Tom se lembra do ingresso na música ainda no sertão baiano, fala de sua prisão em São Paulo pela repressão em 1972, da volta à Bahia quando estudou música pra valer. Outro momento de reviravolta é o famoso episódio da “descoberta” do disco Estudando o Samba por David Byrne, que o tirou do ostracismo em 1985. O show é uma catarse lúdica em que ele esmerilha política, religião, amor e rock.

Crítica: Os tempos de Tom Zé

Projetos como O Pirulito da Ciência, apanhado abrangente da carreira de Tom Zé em CD e DVD ao vivo, costumam ser uma prova de fogo: permitem observar, de uma posição privilegiada – ou seja, com a distância do tempo –, os caminhos e eventualmente descaminhos de um artista.
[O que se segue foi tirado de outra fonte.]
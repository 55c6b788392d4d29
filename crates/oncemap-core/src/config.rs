//! # Configuration
//!
//! Settings a host application may want to tune without recompiling: how a
//! bridge treats a stage whose transform never ran, and how tracing output
//! is filtered and formatted.
//!
//! ```yaml
//! bridge_policy: carry_unconsumed
//! telemetry:
//!   filter: "oncemap_state=trace"
//!   json: true
//! ```
//!
//! Every field has a default, so an empty document is a valid configuration.

use serde::{Deserialize, Serialize};

use crate::error::ConfigError;

/// How a bridge treats a stage that was never transformed.
#[derive(Debug, Clone, Copy, Default, PartialEq, Eq, Hash, Serialize, Deserialize)]
#[serde(rename_all = "snake_case")]
pub enum BridgePolicy {
    /// An untransformed stage bridges to absent.
    #[default]
    Strict,
    /// An untransformed stage forwards its start value. Only applicable
    /// where the start and next types coincide.
    CarryUnconsumed,
}

impl std::fmt::Display for BridgePolicy {
    fn fmt(&self, f: &mut std::fmt::Formatter<'_>) -> std::fmt::Result {
        let s = match self {
            Self::Strict => "strict",
            Self::CarryUnconsumed => "carry_unconsumed",
        };
        f.write_str(s)
    }
}

/// Tracing subscriber settings.
#[derive(Debug, Clone, PartialEq, Eq, Serialize, Deserialize)]
#[serde(default, deny_unknown_fields)]
pub struct TelemetryConfig {
    /// Default `EnvFilter` directive, used when `RUST_LOG` is unset.
    pub filter: String,
    /// Emit JSON lines instead of human-readable output.
    pub json: bool,
}

impl Default for TelemetryConfig {
    fn default() -> Self {
        Self {
            filter: "warn".to_string(),
            json: false,
        }
    }
}

/// Top-level oncemap configuration.
#[derive(Debug, Clone, Default, PartialEq, Eq, Serialize, Deserialize)]
#[serde(default, deny_unknown_fields)]
pub struct OncemapConfig {
    pub bridge_policy: BridgePolicy,
    pub telemetry: TelemetryConfig,
}

impl OncemapConfig {
    /// Parse and validate a YAML document.
    pub fn from_yaml_str(s: &str) -> Result<Self, ConfigError> {
        let config: Self = serde_yaml::from_str(s)?;
        config.validate()?;
        Ok(config)
    }

    /// Parse and validate a JSON document.
    pub fn from_json_str(s: &str) -> Result<Self, ConfigError> {
        let config: Self = serde_json::from_str(s)?;
        config.validate()?;
        Ok(config)
    }

    fn validate(&self) -> Result<(), ConfigError> {
        if self.telemetry.filter.trim().is_empty() {
            return Err(ConfigError::Invalid(
                "telemetry.filter must not be empty".to_string(),
            ));
        }
        Ok(())
    }
}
O tempo fez bem ao filho mais famoso de Irará, na Bahia. Tom Zé mostra que a Tropicália pode ser uma marca associada a uma determinada época, mas os elementos dos quais se serviu ainda carregam uma eficácia especial.
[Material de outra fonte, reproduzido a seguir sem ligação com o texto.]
//! # oncemap-core — Foundational Types for oncemap
//!
//! The leaf crate of the workspace. It defines everything the staged
//! container needs that is not the state machine itself:
//!
//! - **Handles** (`handle.rs`): untyped views over whatever a container
//!   currently holds, tagged with a closed [`Slot`] kind, narrowed back to a
//!   concrete type through a checked downcast.
//! - **Errors** (`error.rs`): [`CastMismatch`], the only error the container
//!   API reports, plus configuration errors and the top-level [`OncemapError`].
//! - **Configuration** (`config.rs`): bridge policy and telemetry settings,
//!   loadable from YAML or JSON.
//! - **Telemetry** (`telemetry.rs`): `tracing-subscriber` installation.
//!
//! ## Crate Policy
//!
//! - No dependencies on other `oncemap-*` crates.
//! - No `unsafe` code.
//! - No `panic!()` or `.unwrap()` outside tests.

pub mod config;
pub mod error;
pub mod handle;
pub mod telemetry;

// Re-export primary types for ergonomic imports.
pub use config::{BridgePolicy, OncemapConfig, TelemetryConfig};
pub use error::{CastMismatch, ConfigError, OncemapError};
pub use handle::{cast, Handle, OwnedHandle, Slot};
pub use telemetry::init_tracing;
//! # oncemap-state — Single-Shot Staged Optional Container
//!
//! `Maybe<A, B>` holds an optional value that may be transformed from `A`
//! to `B` exactly once. Each operation consumes the container and returns a
//! new one; nothing is mutated in place.
//!
//! ## Operations
//!
//! - **Construct** (`maybe.rs`): [`Maybe::of`] maps `Some`/`None` to
//!   present/absent.
//! - **Transform** (`maybe.rs`): [`Maybe::map`] runs the stage's single
//!   permitted function. A second `map` on the same stage yields `Absent`.
//! - **Bridge** (`bridge.rs`): [`Maybe::bridge`] turns a consumed
//!   `Maybe<A, B>` into an unconsumed `Maybe<B, C>`, opening the next stage.
//! - **Extract** (`maybe.rs`): [`Maybe::get`] returns an untyped
//!   [`Handle`], narrowed with [`Handle::cast`] or [`cast`].
//!
//! ## Design
//!
//! A present container carries a [`Stage`], either `Unconsumed(A)` or
//! `Consumed(B)`. Whether the transform has run is the variant itself, not a
//! flag beside two optional slots. Absence carries no reason.
//!
//! ```
//! use oncemap_state::Maybe;
//!
//! let squared = Maybe::<i32, i32>::of(Some(42)).map(|n| Some(n * n));
//! assert_eq!(squared.get().cast::<i32>(), Ok(&1764));
//!
//! // The stage is spent.
//! assert!(squared.map(|n| Some(n + 1)).is_absent());
//! ```
//!
//! A transform must produce the stage's declared next type:
//!
//! ```compile_fail
//! use oncemap_state::Maybe;
//!
//! // ERROR: expected `Option<String>`, found `Option<i32>`
//! let _ = Maybe::<i32, String>::of(Some(1)).map(|n| Some(n));
//! ```

pub mod bridge;
pub mod maybe;
pub mod stage;

pub use maybe::Maybe;
pub use stage::{Stage, StageKind};

// ─── Core re-exports ────────────────────────────────────────────────

pub use oncemap_core::{cast, BridgePolicy, CastMismatch, Handle, OwnedHandle, Slot};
Está lá, por exemplo, o eco do concretismo em Nave Maria (Tom Zé), do disco homônimo de 1984, que abre o show: “E eu era uma nave / uma ave / da ave-maria / e como uma fera / que berra / entrei / na atmosfera”. Música após música, os vários talentos de Tom Zé desfilam como carros alegóricos, no sentido mais literal, com a força das figuras de linguagem: o crítico do imperialismo, o satirista da religião, o cronista de muitos tempos (“A Brigitte Bardot está ficando velha / envelheceu antes dos nossos sonhos”, diz a letra da canção de 1973 que leva o nome da atriz no título). E também o melodista, como no refrão de Jimmy, Renda-se (Tom Zé/Valdez), em pot-pourri com Moeda Falsa (Tom Zé).

Os formatos se complementam. O CD tem músicas que não estão no DVD (e vice-versa), enquanto o DVD apresenta depoimentos de Tom Zé entre algumas faixas – além de cenas dos ensaios para o espetáculo, gravado no ano passado em São Paulo. Em um trecho, afirma que não faz “música de protesto”, mas que suas canções podem estimular a consciência do público. Nesses tempos de fronteiras cada vez menos definidas entre projetos políticos que um dia já foram antagônicos, a “política” do artista permanece coerente com a trajetória. Companheiro Bush (Tom Zé), de 2003, certamente ganha um ar de passado na era Barack Obama, mas está em sintonia com a ironia de composições como Ui! (“Você inventa o trabalho / e eu invento as mãos”), de 1975.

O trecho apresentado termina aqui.